THE Inferno hereby calls for 2019 to be the Year of Transparency.

According to the eggheads at Cambridge, 'transparency' means: "A situation in which business and financial activities are done in an open way without secrets so that people can trust that they are fair and honest." 

Let's take Brexit (please ...) which has now taught every single one of us that transparency vanished.

On BBC4 tomorrow a new series, American History's Biggest Fibs, will explore the fake news legacy long before Donald Trump thought Transparency was an airline.

The 2020 vision from Wirral Borough Council laid down by the outgoing leader Phil Davies still promises much.

Politicians - national and local - owe it to the people who put them in office to serve them and commiunities to the best of their ability.

Now Kingdom, the council's sub-contracted environmental by-law enforcers, come tagged with the baggage word 'controversial.' 

Why have Kingdom been dropped by other councils?
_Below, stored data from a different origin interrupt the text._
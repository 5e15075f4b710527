//! Output Module
//!
//! Turns engine state into report records and writes them as JSON for
//! external renderers.

pub mod report;
pub mod stats;

pub use report::{write_batch_report, write_run_report};
pub use stats::{
    build_batch_report, build_run_report, model_parameters, snapshot_record, snapshot_records,
};
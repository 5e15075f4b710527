//! Report Output
//!
//! Writes run and batch reports as pretty JSON.

use serde::Serialize;
use std::fs;
use std::path::Path;

use yard_sale_events::{BatchReport, RunReport};

fn write_json<T: Serialize>(value: &T, path: &Path) -> std::io::Result<()> {
    if let Some(parent) = path.parent() {
        if !parent.as_os_str().is_empty() && !parent.exists() {
            fs::create_dir_all(parent)?;
        }
    }

    let json = serde_json::to_string_pretty(value)?;
    fs::write(path, json)
}

/// Write a single run report, creating parent directories as needed.
pub fn write_run_report(report: &RunReport, path: &Path) -> std::io::Result<()> {
    write_json(report, path)
}

/// Write a batch report, creating parent directories as needed.
pub fn write_batch_report(report: &BatchReport, path: &Path) -> std::io::Result<()> {
    write_json(report, path)
}

#[cfg(test)]
mod tests {
    use super::*;
    use tempfile::tempdir;
    use yard_sale_events::{DistributionMetrics, ModelParameters};

    fn sample_report() -> RunReport {
        RunReport {
            parameters: ModelParameters {
                win_percentage: 0.2,
                chi: 0.1,
                zeta: 0.0,
                kappa: 0.0,
                rounds: 100,
                seed: 1,
            },
            rounds_completed: 100,
            initial_metrics: DistributionMetrics::default(),
            final_metrics: DistributionMetrics::default(),
            snapshots: Vec::new(),
            lorenz_curve: Vec::new(),
        }
    }

    #[test]
    fn test_write_run_report_creates_dirs() {
        let dir = tempdir().unwrap();
        let path = dir.path().join("nested").join("report.json");

        write_run_report(&sample_report(), &path).unwrap();

        let content = fs::read_to_string(&path).unwrap();
        let parsed: RunReport = serde_json::from_str(&content).unwrap();
        assert_eq!(parsed, sample_report());
    }

    #[test]
    fn test_write_batch_report() {
        let dir = tempdir().unwrap();
        let path = dir.path().join("batch.json");

        let batch = BatchReport::new(vec![sample_report(), sample_report()]);
        write_batch_report(&batch, &path).unwrap();

        let content = fs::read_to_string(&path).unwrap();
        assert!(content.contains("\"runs\""));
        assert!(content.contains("\"chi\": 0.1"));
    }
}
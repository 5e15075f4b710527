//! Shared snapshot and report types for the yard sale simulation.
//!
//! This crate contains pure data structures with no simulation logic.
//! Rendering tools (histograms, Lorenz plots) consume these records.

pub mod report;
pub mod snapshot;

// Re-export snapshot types
pub use snapshot::{
    generate_snapshot_id, AgentBalance, DistributionMetrics, LorenzPoint, WealthSnapshot,
};

// Re-export report types
pub use report::{BatchReport, ModelParameters, RunReport};
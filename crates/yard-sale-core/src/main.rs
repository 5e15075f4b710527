//! Yard Sale Simulation
//!
//! Runs the extended yard sale model from a TOML config and command line
//! overrides, prints a summary and optionally exports a JSON report.

use clap::Parser;
use std::error::Error;
use std::path::PathBuf;
use tracing::info;
use tracing_subscriber::EnvFilter;

use yard_sale_core::config::{consecutive_seeds, DEFAULT_CONFIG_PATH};
use yard_sale_core::output::{
    build_batch_report, build_run_report, write_batch_report, write_run_report,
};
use yard_sale_core::{run_batch, SaleConfig, YardSaleEngine};
use yard_sale_events::DistributionMetrics;

/// Command line arguments for the simulation
#[derive(Parser, Debug)]
#[command(name = "yard_sale")]
#[command(about = "Extended yard sale wealth simulation")]
struct Args {
    /// TOML config file (defaults to yard_sale.toml if present)
    #[arg(long)]
    config: Option<PathBuf>,

    /// Random seed for reproducibility
    #[arg(long)]
    seed: Option<u64>,

    /// Number of rounds to simulate
    #[arg(long)]
    rounds: Option<u64>,

    /// Rounds between wealth snapshots
    #[arg(long)]
    snapshot_interval: Option<u64>,

    /// Do not record snapshots
    #[arg(long)]
    no_snapshots: bool,

    /// Number of agents in a uniform population
    #[arg(long)]
    agents: Option<usize>,

    /// Starting wealth of every agent in a uniform population
    #[arg(long)]
    initial_wealth: Option<f64>,

    /// Share of the poorer agent's wealth exchanged per trade
    #[arg(long)]
    win_percentage: Option<f64>,

    /// Wealth tax rate for agents above the mean
    #[arg(long)]
    chi: Option<f64>,

    /// Bias towards the richer agent per unit of wealth gap
    #[arg(long)]
    zeta: Option<f64>,

    /// Debt floor as a multiple of mean wealth
    #[arg(long)]
    kappa: Option<f64>,

    /// Run this many independent seeds starting at --seed
    #[arg(long)]
    batch: Option<u64>,

    /// Write the JSON report to this path
    #[arg(long)]
    output: Option<PathBuf>,
}

impl Args {
    fn load_config(&self) -> Result<SaleConfig, Box<dyn Error>> {
        let mut config = match &self.config {
            Some(path) => SaleConfig::from_file(path)?,
            None => {
                let default_path = PathBuf::from(DEFAULT_CONFIG_PATH);
                if default_path.exists() {
                    SaleConfig::from_file(&default_path)?
                } else {
                    SaleConfig::default()
                }
            }
        };

        if let Some(seed) = self.seed {
            config.run.seed = seed;
        }
        if let Some(rounds) = self.rounds {
            config.run.rounds = rounds;
        }
        if let Some(interval) = self.snapshot_interval {
            config.run.snapshot_interval = interval;
        }
        if self.no_snapshots {
            config.run.collect_snapshots = false;
        }
        if let Some(agents) = self.agents {
            config.population.agents = agents;
        }
        if let Some(wealth) = self.initial_wealth {
            config.population.initial_wealth = wealth;
        }
        if let Some(win_percentage) = self.win_percentage {
            config.model.win_percentage = win_percentage;
        }
        if let Some(chi) = self.chi {
            config.model.chi = chi;
        }
        if let Some(zeta) = self.zeta {
            config.model.zeta = zeta;
        }
        if let Some(kappa) = self.kappa {
            config.model.kappa = kappa;
        }
        if let Some(batch) = self.batch {
            config.run.batch_seeds = consecutive_seeds(config.run.seed, batch)?;
        }
        Ok(config)
    }
}

fn print_metrics(label: &str, metrics: &DistributionMetrics) {
    let gini = metrics
        .gini
        .map(|g| format!("{:.4}", g))
        .unwrap_or_else(|| "n/a".to_string());
    println!(
        "  {:<8} gini {}  mean {:.2}  median {:.2}  min {:.2}  max {:.2}  in debt {}",
        label,
        gini,
        metrics.mean_wealth,
        metrics.median_wealth,
        metrics.min_wealth,
        metrics.max_wealth,
        metrics.agents_in_debt
    );
}

fn main() -> Result<(), Box<dyn Error>> {
    tracing_subscriber::fmt()
        .with_env_filter(
            EnvFilter::try_from_default_env().unwrap_or_else(|_| EnvFilter::new("info")),
        )
        .init();

    let args = Args::parse();
    let config = args.load_config()?;
    let params = config.model_params();
    let ledger = config.build_ledger()?;

    println!("Extended Yard Sale");
    println!("==================");
    println!("Agents: {}", ledger.len());
    println!("Rounds: {}", params.rounds);
    println!(
        "win_percentage {}  chi {}  zeta {}  kappa {}",
        params.win_percentage, params.chi, params.zeta, params.kappa
    );
    println!();

    let run = &config.run;
    if !run.batch_seeds.is_empty() {
        info!(seeds = run.batch_seeds.len(), "running batch");
        let runs = run_batch(
            &ledger,
            params,
            &run.batch_seeds,
            run.snapshot_interval,
            run.collect_snapshots,
        )?;
        let report = build_batch_report(&params, &ledger, &runs);

        for run_report in &report.runs {
            print_metrics(&format!("seed {}", run_report.parameters.seed), &run_report.final_metrics);
        }
        if let Some(mean) = report.mean_final_gini() {
            println!("Mean final gini: {:.4}", mean);
        }

        if let Some(path) = &args.output {
            write_batch_report(&report, path)?;
            println!("Wrote batch report to {}", path.display());
        }
        return Ok(());
    }

    let initial_metrics = ledger.metrics();
    let mut engine = YardSaleEngine::new(ledger, params)?;
    let history = engine.run_configured(run.snapshot_interval, run.collect_snapshots)?;
    let report = build_run_report(
        &params,
        initial_metrics,
        engine.ledger(),
        engine.rounds_completed(),
        &history,
    );

    print_metrics("start", &report.initial_metrics);
    for snapshot in &report.snapshots {
        print_metrics(&format!("r{}", snapshot.round), &snapshot.metrics);
    }
    print_metrics("final", &report.final_metrics);

    if let Some(path) = &args.output {
        write_run_report(&report, path)?;
        println!("Wrote report to {}", path.display());
    }
    Ok(())
}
To quote one fellow comment columnist and a fan of Laurel of Hardy, it seems like its been 'one FINE mess' after another.

Having read the on-line responses to our local democracy reporter's story this week, I can foresee ructions ahead in implementing the new dog banning rules.

It is in the duty of our politicians to ensure Kingdom are totally transparent in their actions from their litter squads to canine control crews.

Common sense on all sides must lead the way.

Councillor Davies aims for an 'open, transparent and accountable council.' 

One where we can 'lead happy, healthy aspirational lives.' 

Let's hope the Pennisular does not become one of the most stressful places to live and work.

We demand transparency in every walk of life otherwise what we are left with will lead to a blurred 2020 vision.


ARISE Birkenhead - at last some positive news for this maligned part of Wirral.

The Globe's atmospheric photo gallery captures a radiant inspirational couple - Meghan and her 'Plus One' (as one BBC commentator put it) during their uplifting visit to outstanding local charity organisations and our stunning new war memorial.

There was also a bonus for various Birkenhead buildings.

Our royal family believe the world away from the Palace smells of paint because everywhere they visit gets a glossy make-over.

Markle the sparkle is welcome back any time.


HOLOCAUST Memorial Day takes place on Sunday, January 27 and I will mark it by going to the pictures to see an anniversary screening of the Stephen Spielberg masterpiece Schindler's List.

It is 25 years since it was released. Now Picturehouse at Fact in Liverpool will be showing this classic.

The black and white film remains extra special for me because in the early '90s I was invited to the Yad Vashem Holocaust Centre in Israel.

I saw a tree bearing the name Oskar Schindler in the Avenue of the Righteous Among the Nations.

In 1993, I attended the movie premiere in London and realised just why this one-time Nazi Party member was honoured for having saved 1,200 jews from death in the concentration camps.

Now I always remember Oskar's lament which he took with him to his grave: "I could have done more ..."


FAREWELL dear Dianne Oxberry.

Sadly she became shocking, heart-breaking headline news.

Her death from cancer at 51 hit us all because we felt we knew her.

Dianne's skills as a weather presenter endeared her not just to colleagues at the BBC but to thousands of viewers who sent in moving e-mail and text messages. A wonderful comfort to her husband and two children.

I first came across down-to-earth Dianne when I was a judge on the Royal Television Society North West Awards panel.

Dianne's 'on location' film featured her trying out Blackpool's new roller coaster a accompanied by gales of child-like laughter.

I can still see her smile lighting up the screen making an ordinary report seem magical by simply being herself.


FUR enough ...

Paul McCartney loves animated creatures.

The ex-Beatle has worked with Rupert Bear and has also drawn his own cartoon - Wirral the Squirrel.

But on Monday we will see another of his creations, thanks to a rock and roll rodent who is a little-known part of Wings history.

Macca's 56-minute film The Bruce McMouse Show is being screened for one night only across the world - including the Everyman venue in Liverpool's Met Quarter.

It features unseen footage from four of Paul's 1972 concerts in Europe interspersed with scenes of a family of mice living underneath the stage.

And there is a nostalgic Wirral connection – one of the mouse voices is from Wallasey-born comedy legend Deryck Guyler.

Mice one, Macca.


And finally

DÉJÀ VU ... while desperately trying to avoid Brexit right up to yesterday’s meaningful vote, I watched a 1986 Top of the Pops archive episode on BBC4.

I had to switch off as soon as I heard the lyrics from this number one hit: "There's no one to blame, will things ever be the same - it's The Final Countdown." 

Sung by a Swedish group called ... Europe.